Input: tasks = ['A','A','A','B','B','B'], n = 2
Output: 8
Explanation:
A -> B -> idle -> A -> B -> idle -> A -> B.
public class Solution {
public int leastInterval(char[] tasks, int n) {
if(tasks == null || tasks.length == 0){
return 0;
}
int[] counts = new int[26];
for(char c : tasks){
counts[c - 'A']++;
}
int max_freq = 0;
for(int count : counts){
max_freq = Math.max(count, max_freq);
}
//get how many tasks have the frequency with the maximum
int p = 0;
for(int count : counts){
p += count == max_freq? 1 : 0;
}
int ans = (max_freq - 1)*(n+1) + p;
return Math.max(ans, tasks.length);
}
}
Reorganize String
Given a string S, check if the letters can be rearranged so that two characters that are adjacent to each other are not the same. If possible, output any possible result. If not possible, return the empty string.
Input: S = "aab"
Output: "aba"
class Solution {
public String reorganizeString(String S) {
int n = S.length();
int[] counts = new int[26];
//Encoded counts[i] = 100*count + i
for(char c : S.toCharArray()){
counts[c - 'a'] += 100;
}
for(int i = 0; i < 26; i++){
counts[i] += i;
}
Arrays.sort(counts);
int idx = 1;//fill from odd idx
char[] ans = new char[n];
for(int code : counts){
int count = code / 100;
char character = (char)(code % 100 + 'a');
if(count > (n+1)/2) return "";
for(int i = 0; i < count; i++){
if(idx >= n) idx = 0;//now fill even idx
ans[idx] = character;
idx += 2;
}
}
return new String(ans);
}
}
Total Hamming Distance
The Hamming distance between two integers is the number of positions at which the corresponding bits are different. Now your job is to find the total Hamming distance between all pairs of the given numbers.
Input: [4, 14, 2]
Output: 6
Explanation:
4 is 0100
14 is 1110
2 is 0010
HammingDistance(4, 14) + HammingDistance(4, 2) + HammingDistance(14, 2) = 2 + 2 + 2 = 6.
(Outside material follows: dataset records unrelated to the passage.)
//! Z-score anomaly detection over a series of whale amounts.

use chrono::{DateTime, Utc};
use serde::{Deserialize, Serialize};
use whale_stats_core::TimestampedAmount;

use crate::common::round_to;

/// An observation whose z-score exceeded the threshold.
#[derive(Debug, Clone, Copy, PartialEq, Serialize, Deserialize)]
pub struct AnomalyPoint {
    pub timestamp: DateTime<Utc>,
    pub amount: f64,
    /// Rounded to 2 decimals
    pub z_score: f64,
}

/// Population mean and standard deviation (divisor n).
#[derive(Debug, Clone, Copy, PartialEq, Serialize, Deserialize)]
pub struct SeriesStats {
    pub mean: f64,
    pub std_dev: f64,
}

impl SeriesStats {
    /// Computes population statistics; an empty slice gives zeros.
    #[must_use]
    pub fn from_values(values: &[f64]) -> Self {
        if values.is_empty() {
            return Self {
                mean: 0.0,
                std_dev: 0.0,
            };
        }

        let n = values.len() as f64;
        let mean = values.iter().sum::<f64>() / n;
        let variance = values.iter().map(|v| (v - mean) * (v - mean)).sum::<f64>() / n;

        Self {
            mean,
            std_dev: variance.sqrt(),
        }
    }

    /// Z-score of `value`, or 0 when the series has no spread.
    #[must_use]
    pub fn z_score(&self, value: f64) -> f64 {
        if self.std_dev > 0.0 {
            (value - self.mean) / self.std_dev
        } else {
            0.0
        }
    }
}

/// Returns the observations whose absolute z-score is strictly above `threshold`.
///
/// Output preserves input order and contains only input observations.
#[must_use]
pub fn detect_anomalies(data: &[TimestampedAmount], threshold: f64) -> Vec<AnomalyPoint> {
    let amounts: Vec<f64> = data.iter().map(|d| d.amount).collect();
    let stats = SeriesStats::from_values(&amounts);

    data.iter()
        .filter_map(|d| {
            let z = stats.z_score(d.amount);
            (z.abs() > threshold).then(|| AnomalyPoint {
                timestamp: d.timestamp,
                amount: d.amount,
                z_score: round_to(z, 2),
            })
        })
        .collect()
}
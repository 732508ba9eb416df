use serde::{Deserialize, Serialize};

use crate::tokens::EXCHANGE_WALLETS;

/// Trailing window, in samples, for rolling correlation.
pub const DEFAULT_ROLLING_WINDOW: usize = 7;
/// Absolute z-score above which an observation is anomalous.
pub const DEFAULT_ANOMALY_THRESHOLD: f64 = 3.0;
/// Day offsets measured by the event study.
pub const DEFAULT_EVENT_OFFSETS: [u32; 3] = [1, 3, 7];

#[derive(Debug, Clone, Default, PartialEq, Serialize, Deserialize)]
pub struct AppConfig {
    #[serde(default)]
    pub analysis: AnalysisConfig,
    #[serde(default)]
    pub output: OutputConfig,
}

#[derive(Debug, Clone, PartialEq, Serialize, Deserialize)]
#[serde(default)]
pub struct AnalysisConfig {
    pub rolling_window: usize,
    pub anomaly_threshold: f64,
    pub event_offsets_days: Vec<u32>,
    /// Smallest transfer treated as a whale event when deriving events from transfers
    pub min_event_amount: f64,
    /// Known exchange hot wallets, used to classify transfers as inflow or outflow
    pub exchange_wallets: Vec<String>,
}

impl Default for AnalysisConfig {
    fn default() -> Self {
        Self {
            rolling_window: DEFAULT_ROLLING_WINDOW,
            anomaly_threshold: DEFAULT_ANOMALY_THRESHOLD,
            event_offsets_days: DEFAULT_EVENT_OFFSETS.to_vec(),
            min_event_amount: 1_000.0,
            exchange_wallets: EXCHANGE_WALLETS
                .iter()
                .map(|(wallet, _)| (*wallet).to_string())
                .collect(),
        }
    }
}

#[derive(Debug, Clone, PartialEq, Serialize, Deserialize)]
#[serde(default)]
pub struct OutputConfig {
    /// "text" or "json"
    pub format: String,
}

impl Default for OutputConfig {
    fn default() -> Self {
        Self {
            format: "text".to_string(),
        }
    }
}
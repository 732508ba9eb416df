//! Anomalies CLI command.

use anyhow::{anyhow, Result};
use clap::Args;
use serde::Serialize;
use std::path::PathBuf;

use whale_stats_analytics::{detect_anomalies, AnomalyPoint, SeriesStats};
use whale_stats_core::{AppConfig, TimestampedAmount, WhaleTransfer};
use whale_stats_data::{daily_transfer_totals, DataLoader};

use super::output::{emit, header, OutputFormat, TextReport};

/// Arguments for the anomalies command.
#[derive(Args, Debug, Clone)]
pub struct AnomaliesArgs {
    /// Whale transfers file (.csv or .json)
    #[arg(long)]
    pub transfers: PathBuf,

    /// Absolute z-score threshold (overrides analysis.anomaly_threshold)
    #[arg(long)]
    pub threshold: Option<f64>,

    /// Score individual transfers instead of daily totals
    #[arg(long)]
    pub per_transfer: bool,
}

#[derive(Debug, Clone, Serialize)]
pub struct AnomalyReport {
    /// "daily" or "transfer"
    pub series: &'static str,
    pub samples: usize,
    pub threshold: f64,
    pub stats: SeriesStats,
    pub anomalies: Vec<AnomalyPoint>,
}

impl AnomalyReport {
    pub fn build(transfers: &[WhaleTransfer], threshold: f64, per_transfer: bool) -> Self {
        let (series, data): (&'static str, Vec<TimestampedAmount>) = if per_transfer {
            ("transfer", transfers.iter().map(TimestampedAmount::from).collect())
        } else {
            ("daily", daily_transfer_totals(transfers))
        };

        let amounts: Vec<f64> = data.iter().map(|d| d.amount).collect();

        Self {
            series,
            samples: data.len(),
            threshold,
            stats: SeriesStats::from_values(&amounts),
            anomalies: detect_anomalies(&data, threshold),
        }
    }
}

impl TextReport for AnomalyReport {
    fn to_text(&self) -> String {
        let mut out = header("WHALE VOLUME ANOMALIES");

        out.push_str(&format!(
            "Series: {} ({} samples)   Mean: {:.2}   Std dev: {:.2}   |z| > {}\n\n",
            self.series, self.samples, self.stats.mean, self.stats.std_dev, self.threshold
        ));

        if self.anomalies.is_empty() {
            out.push_str("No anomalies detected\n");
            return out;
        }

        out.push_str("Timestamp              Amount           z\n");
        for a in &self.anomalies {
            out.push_str(&format!(
                "{}   {:>14.2}   {:>+6.2}\n",
                a.timestamp.format("%Y-%m-%d %H:%M"),
                a.amount,
                a.z_score
            ));
        }
        out
    }
}

/// Runs the anomalies command.
pub fn run_anomalies(args: &AnomaliesArgs, config: &AppConfig, format: OutputFormat) -> Result<()> {
    let threshold = args.threshold.unwrap_or(config.analysis.anomaly_threshold);
    if !threshold.is_finite() || threshold < 0.0 {
        return Err(anyhow!("Threshold must be a non-negative number, got {threshold}"));
    }

    let transfers = DataLoader::load_transfers(&args.transfers)?;
    tracing::info!(
        "Loaded {} transfers from {}",
        transfers.len(),
        args.transfers.display()
    );

    let report = AnomalyReport::build(&transfers, threshold, args.per_transfer);
    tracing::info!(
        "Found {} anomalies in {} samples",
        report.anomalies.len(),
        report.samples
    );
    emit(&report, format)
}
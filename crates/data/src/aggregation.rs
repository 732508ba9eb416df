//! Calendar-day aggregation and the whale/price join.
//!
//! Rolling correlation expects one sample per day with whale volume and
//! price already aligned; these helpers build that series from raw
//! transfers and an irregular price feed.

use chrono::{DateTime, NaiveDate, NaiveTime, Utc};
use std::collections::BTreeMap;
use whale_stats_core::{
    FlowDirection, PricePoint, TimestampedAmount, TimestampedObservation, WhaleEvent,
    WhaleTransfer,
};

fn start_of_day(date: NaiveDate) -> DateTime<Utc> {
    date.and_time(NaiveTime::MIN).and_utc()
}

/// Sums amounts per UTC calendar day, oldest day first.
///
/// Each output sample is stamped at midnight UTC.
#[must_use]
pub fn daily_totals(amounts: &[TimestampedAmount]) -> Vec<TimestampedAmount> {
    let mut by_day: BTreeMap<NaiveDate, f64> = BTreeMap::new();
    for sample in amounts {
        *by_day.entry(sample.timestamp.date_naive()).or_insert(0.0) += sample.amount;
    }

    by_day
        .into_iter()
        .map(|(date, amount)| TimestampedAmount::new(start_of_day(date), amount))
        .collect()
}

/// Daily whale volume from raw transfers.
#[must_use]
pub fn daily_transfer_totals(transfers: &[WhaleTransfer]) -> Vec<TimestampedAmount> {
    let amounts: Vec<TimestampedAmount> = transfers.iter().map(TimestampedAmount::from).collect();
    daily_totals(&amounts)
}

/// Joins daily whale volume onto a price series by calendar day.
///
/// Produces one observation per day that has a price, using the latest
/// price sample of that day. Days without whale activity get a whale
/// amount of 0; whale days without a price are dropped. Output is sorted
/// ascending by date.
#[must_use]
pub fn merge_daily(
    whale_amounts: &[TimestampedAmount],
    prices: &[PricePoint],
) -> Vec<TimestampedObservation> {
    let mut closes: BTreeMap<NaiveDate, PricePoint> = BTreeMap::new();
    for point in prices {
        closes
            .entry(point.timestamp.date_naive())
            .and_modify(|existing| {
                if point.timestamp >= existing.timestamp {
                    *existing = *point;
                }
            })
            .or_insert(*point);
    }

    let whale_by_day: BTreeMap<NaiveDate, f64> = daily_totals(whale_amounts)
        .into_iter()
        .map(|d| (d.timestamp.date_naive(), d.amount))
        .collect();

    let merged: Vec<TimestampedObservation> = closes
        .into_iter()
        .map(|(date, close)| {
            let whale_amount = whale_by_day.get(&date).copied().unwrap_or(0.0);
            TimestampedObservation::new(start_of_day(date), whale_amount, close.price)
        })
        .collect();

    tracing::debug!(
        price_days = merged.len(),
        whale_days = whale_by_day.len(),
        "merged whale activity onto prices"
    );
    merged
}

/// Derives whale events from transfers touching known exchange wallets.
///
/// A transfer of at least `min_amount` into an exchange wallet is an
/// inflow; one out of an exchange wallet is an outflow. Transfers that
/// touch no exchange, or move between two exchange wallets, are skipped.
#[must_use]
pub fn events_from_transfers(
    transfers: &[WhaleTransfer],
    min_amount: f64,
    exchange_wallets: &[String],
) -> Vec<WhaleEvent> {
    let is_exchange = |address: &str| {
        exchange_wallets
            .iter()
            .any(|wallet| wallet.eq_ignore_ascii_case(address))
    };

    let mut events: Vec<WhaleEvent> = transfers
        .iter()
        .filter(|t| t.amount >= min_amount)
        .filter_map(|t| {
            let direction = match (is_exchange(&t.from_address), is_exchange(&t.to_address)) {
                (false, true) => FlowDirection::Inflow,
                (true, false) => FlowDirection::Outflow,
                _ => return None,
            };
            Some(WhaleEvent {
                timestamp: t.timestamp,
                amount: t.amount,
                direction,
            })
        })
        .collect();

    events.sort_by_key(|e| e.timestamp);
    events
}

#[cfg(test)]
mod tests {
    use super::*;
    use chrono::TimeZone;

    fn at(day: u32, hour: u32) -> DateTime<Utc> {
        Utc.with_ymd_and_hms(2025, 6, day, hour, 0, 0).unwrap()
    }

    fn transfer(day: u32, hour: u32, from: &str, to: &str, amount: f64) -> WhaleTransfer {
        WhaleTransfer {
            timestamp: at(day, hour),
            tx_hash: format!("0x{day:02}{hour:02}"),
            from_address: from.to_string(),
            to_address: to.to_string(),
            amount,
            token: "ETH".to_string(),
        }
    }

    #[test]
    fn daily_totals_sum_within_day() {
        let amounts = vec![
            TimestampedAmount::new(at(2, 9), 10.0),
            TimestampedAmount::new(at(1, 23), 5.0),
            TimestampedAmount::new(at(2, 18), 15.0),
        ];

        let totals = daily_totals(&amounts);

        assert_eq!(totals.len(), 2);
        assert_eq!(totals[0], TimestampedAmount::new(at(1, 0), 5.0));
        assert_eq!(totals[1], TimestampedAmount::new(at(2, 0), 25.0));
    }

    #[test]
    fn merge_defaults_missing_whale_days_to_zero() {
        let whale = vec![
            TimestampedAmount::new(at(1, 4), 100.0),
            TimestampedAmount::new(at(3, 12), 300.0),
            // no price on day 9: dropped
            TimestampedAmount::new(at(9, 12), 900.0),
        ];
        let prices = vec![
            PricePoint::new(at(1, 0), 10.0),
            PricePoint::new(at(2, 0), 20.0),
            PricePoint::new(at(3, 0), 30.0),
        ];

        let merged = merge_daily(&whale, &prices);

        let rows: Vec<(f64, f64)> = merged.iter().map(|o| (o.whale_amount, o.price)).collect();
        assert_eq!(rows, vec![(100.0, 10.0), (0.0, 20.0), (300.0, 30.0)]);
        assert_eq!(merged[1].timestamp, at(2, 0));
    }

    #[test]
    fn merge_uses_latest_price_of_the_day() {
        let prices = vec![
            PricePoint::new(at(1, 20), 12.0),
            PricePoint::new(at(1, 8), 11.0),
            PricePoint::new(at(1, 23), 13.0),
        ];

        let merged = merge_daily(&[], &prices);

        assert_eq!(merged.len(), 1);
        assert_eq!(merged[0].price, 13.0);
        assert_eq!(merged[0].whale_amount, 0.0);
    }

    #[test]
    fn events_classify_direction_by_exchange_wallet() {
        let exchange = "0xEXCHANGE".to_string();
        let transfers = vec![
            transfer(2, 0, "0xwhale", "0xexchange", 5_000.0),
            transfer(1, 0, "0xexchange", "0xwhale", 7_000.0),
            transfer(3, 0, "0xwhale", "0xother", 9_000.0),
            transfer(4, 0, "0xwhale", "0xexchange", 10.0),
        ];

        let events = events_from_transfers(&transfers, 1_000.0, &[exchange]);

        assert_eq!(events.len(), 2);
        assert_eq!(events[0].direction, FlowDirection::Outflow);
        assert_eq!(events[0].amount, 7_000.0);
        assert_eq!(events[1].direction, FlowDirection::Inflow);
    }

    #[test]
    fn exchange_to_exchange_moves_are_not_events() {
        let wallets = vec!["0xa".to_string(), "0xb".to_string()];
        let transfers = vec![transfer(1, 0, "0xa", "0xb", 50_000.0)];
        assert!(events_from_transfers(&transfers, 0.0, &wallets).is_empty());
    }
}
Time Complexity : O(32n) = O(n)
public class Solution {
public int totalHammingDistance(int[] nums) {
//从bits右边开始,count ones on each bits
//total number of hamming distance += #ones * #zeros
int ans = 0;
for(int i = 0; i < 32; i++){
int ones = 0;
for(int n : nums){
ones += (n >> i) & 1;
}
//zeros * ones
ans += (nums.length - ones) * ones;
}
return ans;
}
}
All Nodes Distance K in Binary Tree
We are given a binary tree (with root node root), a target node, and an integer value K. Return a list of the values of all nodes that have a distance K from the target node. The answer can be returned in any order.
Input:
{3,5,1,6,2,0,8,#,#,7,4}
5
2
Output: [7,4,1]
/**
* Definition of TreeNode:
* public class TreeNode {
* public int val;
* public TreeNode left, right;
* public TreeNode(int val) {
* this.val = val;
* this.left = this.right = null;
* }
* }
*/
public class Solution {
/**
* @param root: the root of the tree
* @param target: the target
* @param K: the given K
* @return: All Nodes Distance K in Binary Tree
*/
public List<Integer> distanceK(TreeNode root, TreeNode target, int K) {
HashMap<Integer, List<Integer>> graph = new HashMap<>();
buildGraph(root, graph);
for(int n : graph.get(target.val)){
System.out.println(n);
}
List<Integer> ans = new ArrayList<>();
Queue<Integer> q = new LinkedList<>();
Set<Integer> visited = new HashSet<>();
q.add(target.val);
visited.add(target.val);
int distance = 0;
while(!q.isEmpty()){
int size = q.size();
while(size > 0){
int curr = q.remove();
if(distance == K){
ans.add(curr);
}
for(int next : graph.get(curr)){
if(visited.contains(next)) continue;
q.add(next);
visited.add(next);
}
size--;
}
distance++;
}
return ans;
}
private void buildGraph(TreeNode root, HashMap<Integer, List<Integer>> graph){
if(root == null) return;
graph.putIfAbsent(root.val, new ArrayList<>());
if(root.left != null) {
buildGraph(root.left, graph);
graph.get(root.val).add(root.left.val);
graph.get(root.left.val).add(root.val);
}
if(root.right != null) {
buildGraph(root.right, graph);
graph.get(root.val).add(root.right.val);
graph.get(root.right.val).add(root.val);
}
}
}
Range Sum of BST - easy
Given the root node of a binary search tree, return the sum of values of all nodes with value between L and R (inclusive). The binary search tree is guaranteed to have unique values.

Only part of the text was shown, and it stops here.